Marie thought she was already as scared as she could be, but now when the cold barrel of a shotgun was pressed against her forehead, pressing down real heavy, she tasted terror for the first time in her life.
"Please," whispered Rona.
"Now you just hold still while I get this off you, honey, and open wide for pap, or Zack's gonna blow your girlfriend's head clean off."
"I'm a good girl!" Rona whined.
"I'll make you even better," said the long-bearded man.
"No!" Rona screamed.
Marie felt the painful motion of the gun as Zack drew a charge into the chamber. "Don't fight with them, Rona," said Marie. She knew it was a cowardly thing to say, but Rona didn't have the gun at her head.
"You little kids best close your eyes," said Zack. "Wouldn't want you finding out the facts of life too young."
Marie could hear the other one set down his shotgun and start unzipping himself, mumbling to himself about how if she gave him a disease he'd hang her head from his saddle, which told Marie that she did see what she thought she saw. It made her gag all over again.
"Hold still," said Zack, "or it
won't go so nice for you when I --"
Suddenly the gun barrel jammed sharp into her head as Zack slumped on it; not even a second later she heard the crack of a gun going off not far away. Zack's shirt blossomed open and spattered blood; Marie grabbed the shotgun barrel and tore it away from her face.
The other mobber muttered something and fumbled for his gun, but then another cracking sound and he was down, too.
"Teague!" Marie shouted. She got to her feet, her head bleeding. Everybody was getting up. Pete had Zack's shotgun in a second and pointed it at the two mobbers -- but they were stone dead, each killed with one shot.
"Catch the horses!" Teague was shouting that. And he was right, had to catch the horses, they could pull the carts, they could carry stuff, had to catch them, but Marie couldn't find them, not with blood pouring down into her eyes --
"Marie honey, here, are you all right?" Sister Monk was dabbing at her with a cloth. It stung like hell.
"Did he shoot Marie?" It was one of the little boys.
"Just jammed his gun in her head when he was dying is all -- Donna Cinn, you get the little ones back to the side of the road." Sister Monk taking charge as usual. And as usual everybody hopped to do it.
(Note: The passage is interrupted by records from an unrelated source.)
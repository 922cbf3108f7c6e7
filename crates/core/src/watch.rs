//! Webhook watch registration.
//!
//! Providers expose the calendar watch operation under shifting action
//! names, so registration walks a synonym list just like the event fetch.
//! Total failure is a working state: clients still get live updates through
//! the push channel, the provider just never calls back.

use std::sync::Arc;

use chrono::Utc;
use serde_json::{json, Value};
use tracing::{debug, info, warn};

use meetsync_domain::{Result, SyncError, WatchSubscription, WATCH_ACTION_CASCADE};

use crate::analytics::EventLog;
use crate::ports::{CalendarActions, ConnectionStore};
use crate::resolver::ConnectionResolver;

/// What a registration attempt produced. No subscription means the client
/// stays on push-channel refreshes.
#[derive(Debug, Clone, PartialEq, Eq)]
pub struct WatchOutcome {
    pub subscription: Option<WatchSubscription>,
    pub webhook_url: String,
}

impl WatchOutcome {
    /// True when the provider will deliver changes itself.
    pub fn live(&self) -> bool {
        self.subscription.is_some()
    }
}

pub struct WatchRegistrar {
    provider: Option<Arc<dyn CalendarActions>>,
    connections: Option<Arc<dyn ConnectionStore>>,
    resolver: Arc<ConnectionResolver>,
    events: EventLog,
}

impl WatchRegistrar {
    pub fn new(
        provider: Option<Arc<dyn CalendarActions>>,
        connections: Option<Arc<dyn ConnectionStore>>,
        resolver: Arc<ConnectionResolver>,
        events: EventLog,
    ) -> Self {
        Self { provider, connections, resolver, events }
    }

    /// Register a provider watch delivering to `webhook_url`.
    ///
    /// Requires a bound entity; past that nothing fails hard. An exhausted
    /// synonym cascade or a missing provider yields an outcome without a
    /// subscription, and the connection row keeps whatever metadata it had.
    pub async fn register(&self, user_id: &str, webhook_url: &str) -> Result<WatchOutcome> {
        let Some(entity_id) = self.resolver.resolve_entity(user_id).await else {
            return Err(SyncError::Unauthenticated("Not connected to Google Calendar".into()));
        };

        let subscription = match &self.provider {
            Some(provider) => {
                self.run_cascade(provider.as_ref(), &entity_id, webhook_url, user_id).await
            }
            None => {
                debug!("calendar provider not configured");
                None
            }
        };

        match &subscription {
            Some(sub) => {
                info!(user_id, action = %sub.action, channel = ?sub.id, "watch registered");
                self.save_metadata(user_id, webhook_url, sub).await;
            }
            None => {
                debug!(user_id, "no watch action available, clients refresh over the push channel");
            }
        }

        self.events
            .log(
                user_id,
                "webhook_setup",
                json!({
                    "success": subscription.is_some(),
                    "webhookUrl": webhook_url,
                    "method": if subscription.is_some() { "provider_watch" } else { "websocket_polling" },
                }),
            )
            .await;

        Ok(WatchOutcome { subscription, webhook_url: webhook_url.to_owned() })
    }

    /// Try each watch synonym in order; first acceptance wins.
    async fn run_cascade(
        &self,
        provider: &dyn CalendarActions,
        entity_id: &str,
        webhook_url: &str,
        user_id: &str,
    ) -> Option<WatchSubscription> {
        for action in WATCH_ACTION_CASCADE {
            match provider.create_watch(entity_id, action, webhook_url, user_id).await {
                Ok(subscription) => return Some(subscription),
                Err(err) => {
                    debug!(action, error = %err, "watch action unavailable, trying next");
                }
            }
        }
        None
    }

    /// Fold the watch details into the connection row's metadata. Best
    /// effort: a missing row or store failure only warns.
    async fn save_metadata(&self, user_id: &str, webhook_url: &str, sub: &WatchSubscription) {
        let Some(store) = &self.connections else { return };
        match store.get_connection(user_id).await {
            Ok(Some(mut record)) => {
                let mut metadata = record.metadata.as_object().cloned().unwrap_or_default();
                metadata.insert("webhookUrl".into(), json!(webhook_url));
                metadata.insert("webhookId".into(), json!(sub.id));
                metadata.insert("webhookSetupAt".into(), json!(Utc::now().to_rfc3339()));
                record.metadata = Value::Object(metadata);
                record.updated_at = Utc::now();
                if let Err(err) = store.save_connection(&record).await {
                    warn!(user_id, error = %err, "failed to persist watch metadata");
                }
            }
            Ok(None) => {}
            Err(err) => {
                warn!(user_id, error = %err, "connection lookup failed while saving watch");
            }
        }
    }
}
//! Service metadata, health, and degradation-status endpoints.

use axum::extract::State;
use axum::Json;
use chrono::Utc;
use serde_json::{json, Value};

use crate::context::SharedContext;

/// `GET /` - API banner with the route map.
pub async fn root(State(ctx): State<SharedContext>) -> Json<Value> {
    Json(json!({
        "message": "MeetSync API Server",
        "status": "running",
        "frontendUrl": ctx.config.server.frontend_url,
        "endpoints": {
            "health": "/api/health",
            "status": "/api/status",
            "connectionStatus": "/api/connection/status",
            "connectionInitiate": "/api/connection/initiate",
            "connectionCallback": "/api/connection/callback",
            "upcomingMeetings": "/api/meetings/upcoming",
            "pastMeetings": "/api/meetings/past",
            "summarize": "/api/meetings/summarize",
            "webhook": "/api/webhook/calendar",
            "webhookSetup": "/api/webhook/setup",
            "websocket": "/ws",
        },
    }))
}

/// `GET /api/health` - liveness plus whether the durable store responds.
pub async fn health(State(ctx): State<SharedContext>) -> Json<Value> {
    let database = match &ctx.db {
        Some(db) => db.health_check().is_ok(),
        None => false,
    };
    Json(json!({
        "status": "ok",
        "message": "Server is running",
        "database": database,
        "timestamp": Utc::now().to_rfc3339(),
    }))
}

/// `GET /api/status` - which collaborators are configured and what the
/// service falls back to without them.
pub async fn status(State(ctx): State<SharedContext>) -> Json<Value> {
    let provider = ctx.provider.is_some();
    let llm = ctx.config.llm.api_key.is_some();
    let database = ctx.db.is_some();

    let mut recommendations: Vec<&str> = Vec::new();
    if !provider {
        recommendations.push("Set MEETSYNC_COMPOSIO_API_KEY to fetch real calendar data");
    }
    if !llm {
        recommendations.push("Set MEETSYNC_OPENAI_API_KEY to enable AI summaries");
    }
    if !database {
        recommendations.push("Set MEETSYNC_DB_PATH to persist connections and cache");
    }

    Json(json!({
        "services": {
            "composio": {
                "configured": provider,
                "status": if provider { "active" } else { "fallback_mode" },
                "message": if provider {
                    "Calendar provider connected"
                } else {
                    "Serving sample meeting data"
                },
            },
            "openai": {
                "configured": llm,
                "status": if llm { "active" } else { "fallback_mode" },
                "message": if llm {
                    "AI summaries enabled"
                } else {
                    "Serving generated mock summaries"
                },
            },
            "database": {
                "configured": database,
                "status": if database { "active" } else { "memory_only" },
                "message": if database {
                    "Durable store attached"
                } else {
                    "State is in-process only and lost on restart"
                },
            },
            "websocket": {
                "status": "active",
                "connectedClients": ctx.hub.connected_users().len(),
            },
        },
        "recommendations": recommendations,
        "timestamp": Utc::now().to_rfc3339(),
    }))
}
//! TTL cache for meeting lists.
//!
//! Two tiers share one policy: a durable store when one is configured, and an
//! in-process map otherwise. Invalidation is lazy. Entries are not evicted on
//! expiry, they are ignored on read and overwritten on the next write.

use std::sync::Arc;
use std::time::Duration as StdDuration;

use chrono::{Duration, Utc};
use dashmap::DashMap;
use tracing::{debug, warn};

use meetsync_domain::{CachedMeetings, Meeting, MeetingKind, DEFAULT_CACHE_TTL_MS};

use crate::ports::MeetingCacheStore;

pub struct MeetingCache {
    store: Option<Arc<dyn MeetingCacheStore>>,
    fallback: DashMap<(String, MeetingKind), CachedMeetings>,
    ttl: Duration,
}

impl MeetingCache {
    pub fn new(store: Option<Arc<dyn MeetingCacheStore>>, ttl: StdDuration) -> Self {
        let ttl = Duration::from_std(ttl).unwrap_or_else(|_| Duration::milliseconds(
            i64::try_from(DEFAULT_CACHE_TTL_MS).unwrap_or(i64::MAX),
        ));
        Self { store, fallback: DashMap::new(), ttl }
    }

    /// Cache with the default 5-minute TTL.
    pub fn with_default_ttl(store: Option<Arc<dyn MeetingCacheStore>>) -> Self {
        Self::new(store, StdDuration::from_millis(DEFAULT_CACHE_TTL_MS))
    }

    /// Fresh entry for the user and kind, or `None` when absent or stale.
    ///
    /// Store read failures degrade to a miss rather than failing the fetch.
    pub async fn get(&self, user_id: &str, kind: MeetingKind) -> Option<Vec<Meeting>> {
        let entry = match &self.store {
            Some(store) => match store.get_entry(user_id, kind).await {
                Ok(entry) => entry,
                Err(err) => {
                    warn!(user_id, kind = kind.as_str(), error = %err, "cache read failed");
                    None
                }
            },
            None => self.fallback.get(&(user_id.to_owned(), kind)).map(|e| e.clone()),
        };

        let entry = entry?;
        let now = Utc::now();
        let age = now - entry.cached_at;
        if self.is_fresh(entry.cached_at, now) {
            debug!(user_id, kind = kind.as_str(), age_ms = age.num_milliseconds(), "cache hit");
            Some(entry.payload)
        } else {
            debug!(user_id, kind = kind.as_str(), age_ms = age.num_milliseconds(), "cache stale");
            None
        }
    }

    /// An entry is stale only once its age exceeds the TTL; at exactly the
    /// TTL it still serves.
    fn is_fresh(&self, cached_at: chrono::DateTime<Utc>, now: chrono::DateTime<Utc>) -> bool {
        now - cached_at <= self.ttl
    }

    /// Replace the cached list for the user and kind.
    pub async fn put(&self, user_id: &str, kind: MeetingKind, meetings: Vec<Meeting>) {
        let entry = CachedMeetings { payload: meetings, cached_at: Utc::now() };
        match &self.store {
            Some(store) => {
                if let Err(err) = store.upsert_entry(user_id, kind, &entry).await {
                    warn!(user_id, kind = kind.as_str(), error = %err, "cache write failed");
                }
            }
            None => {
                self.fallback.insert((user_id.to_owned(), kind), entry);
            }
        }
    }

    /// Drop every cached list for the user.
    ///
    /// Only the durable tier supports invalidation; without a store the
    /// in-process entries simply age out.
    pub async fn invalidate(&self, user_id: &str) {
        let Some(store) = &self.store else {
            debug!(user_id, "no durable cache configured, skipping invalidation");
            return;
        };
        match store.delete_entries(user_id).await {
            Ok(removed) => debug!(user_id, removed, "invalidated cached meetings"),
            Err(err) => warn!(user_id, error = %err, "cache invalidation failed"),
        }
    }
}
Only this time Marie didn't mind at all, didn't mind those big old hands dabbing at the blood on her face.
Then she noticed Rona making a grunting noise, and she turned to look. Brother Deaver was tugging at Rona's sleeve, but Rona wouldn't quit stomping her foot down on the bearded mobber's face. It wasn't even human anymore, but she kept stomping and now the skull broke through and her shoe sank down in a ways.
Now Teague came up, leading one horse. He handed the reins to Deaver, stepped astride the dead man's body, and took Rona in his arms and just held her, saying, "You're OK, you're OK now, you're safe."
"Took you damn long enough," said Pete. He had the other horse, and he sounded more scared than mad.
"Came as soon as I heard the horses. Had to make sure it was only the two before I started shooting. Rona, I'm sorry, I'm sorry you got so scared, I'm sorry he treated you so bad, but I had to wait until he set his gun down, don't you see."